Raspberry Pi 2
Table of Contents
If your Raspberry Pi 2 has
Raspberry Pi 2 Model B V1.2 printed on the PCB above the CPU, we suggest to follow the Raspberry Pi 2 v1.2 documentation. However if it says
Raspberry Pi 2 Model B V1.1, keep reading
By default, the Kali Linux Raspberry Pi 2 image contains the kali-linux-default metapackage similar to most other platforms. If you wish to install extra tools please refer to our metapackages page.
The Raspberry Pi images use Re4son’s kernel, which includes the drivers for external Wi-Fi cards, TFT displays, and the nexmon firmware for the built-in wireless card on the Raspberry Pi 3 and 4. You will not need to download it and install it, and doing so will likely be a downgrade over the current installed kernel.
Kali on Raspberry Pi 2 - User Instructions
If you’re unfamiliar with the details of downloading and validating a Kali Linux image, or for using that image to create a bootable device, it’s strongly recommended that you refer to the more detailed procedures described in the specific articles on those subjects.
To install a pre-built image of the standard build of Kali Linux on your Raspberry Pi 2, follow these instructions:
- Get a fast microSD card with at least 16GB capacity. Class 10 cards are highly recommended.
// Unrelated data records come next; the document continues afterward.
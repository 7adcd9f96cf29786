pub mod render;

use std::path::PathBuf;

use anyhow::{Context, Result};
use clap::{Args as ClapArgs, Parser, Subcommand};
use tracing::{error, info, level_filters::LevelFilter};

use crate::{
    config::TrackerConfig,
    tracker::start_tracking,
    utils::{
        dir::create_application_default_path,
        logging::{enable_logging, TRACKER_PREFIX},
        runtime::single_thread_runtime,
    },
};

#[derive(Parser, Debug)]
#[command(name = "focustally", version, long_about = None)]
#[command(about = "Tracks which applications and sites have your focus", long_about = None)]
pub struct Args {
    #[command(subcommand)]
    commands: Commands,
    /// Also print logs to the console. The tracker redraws the screen, so this is for debugging.
    #[arg(long = "log-console", global = true)]
    log_console: bool,
    #[arg(long = "log-filter", global = true)]
    log: Option<LevelFilter>,
}

#[derive(Subcommand, Debug)]
enum Commands {
    #[command(about = "Start tracking activities in this terminal")]
    Start {
        #[command(flatten)]
        options: StartOptions,
    },
    #[command(about = "Stop tracking activities")]
    Stop {},
}

#[derive(ClapArgs, Debug, Default)]
struct StartOptions {
    #[arg(
        long,
        help = "Application directory. By default $XDG_STATE_HOME/focustally or $HOME/.local/state/focustally"
    )]
    dir: Option<PathBuf>,
    #[arg(long, help = "Additional config file, applied over <dir>/config.toml")]
    config: Option<PathBuf>,
    #[arg(long = "db", help = "Path of the activity database")]
    database_path: Option<PathBuf>,
    #[arg(long = "interval-ms", help = "Time between two samples")]
    poll_interval_ms: Option<u64>,
    #[arg(long = "probe-timeout-ms", help = "Longest a focus query may take")]
    probe_timeout_ms: Option<u64>,
    #[arg(
        long = "browser",
        help = "Application whose active tab url is tracked. Repeat for several, replaces the configured list"
    )]
    browsers: Vec<String>,
    #[arg(long = "top", help = "Number of activities shown in the summary")]
    top_activities: Option<usize>,
}

impl StartOptions {
    /// Flags win over every configuration source.
    fn apply(self, config: &mut TrackerConfig) {
        if let Some(v) = self.database_path {
            config.database_path = v;
        }
        if let Some(v) = self.poll_interval_ms {
            config.poll_interval_ms = v;
        }
        if let Some(v) = self.probe_timeout_ms {
            config.probe_timeout_ms = v;
        }
        if !self.browsers.is_empty() {
            config.browsers = self.browsers;
        }
        if let Some(v) = self.top_activities {
            config.top_activities = v;
        }
    }
}

pub fn run_cli() -> Result<()> {
    run_cli_from(Args::parse())
}

pub fn run_cli_from(args: Args) -> Result<()> {
    match args.commands {
        Commands::Stop {} => {
            println!("Stopping tracking is not yet implemented.");
            Ok(())
        }
        Commands::Start { options } => {
            let app_dir = options
                .dir
                .clone()
                .map_or_else(create_application_default_path, Ok)?;
            enable_logging(TRACKER_PREFIX, &app_dir, args.log, args.log_console)?;

            let config = resolve_config(&app_dir, options)
                .inspect_err(|e| error!("Invalid configuration {e:?}"))?;
            info!("Starting tracker with {config:?}");

            let runtime = single_thread_runtime()?;
            let result = runtime.block_on(start_tracking(config));
            // A pending stdin read can't be cancelled, so the runtime isn't waited for.
            runtime.shutdown_background();
            result.map(|_| ())
        }
    }
}

fn resolve_config(app_dir: &std::path::Path, options: StartOptions) -> Result<TrackerConfig> {
    let mut config = TrackerConfig::load(app_dir, options.config.as_deref())
        .context("Failed to load configuration")?;
    options.apply(&mut config);
    config.validate()?;
    Ok(config)
}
- Download and validate the
Kali RaspberryPi 2, 3, 4 and 400 (img.xz)image from the downloads area. The process for validating an image is described in more detail on Downloading Kali Linux.
- Use the dd utility to image this file to your microSD card (same process as making a Kali USB.
In our example, we assume the storage device is located at
/dev/sdb. Do not simply copy these value, change this to the correct drive path.
This process will wipe out your microSD card. If you choose the wrong storage device, you may wipe out your computers hard disk.
$ xzcat kali-linux-2023.2-raspberry-pi-armhf.img.xz | sudo dd of=/dev/sdb bs=4M status=progres
This process can take a while, depending on your PC, your microSD’s speed, and the size of the Kali Linux image.
Once the dd operation is complete, boot up the Raspberry Pi 2 with the microSD plugged in.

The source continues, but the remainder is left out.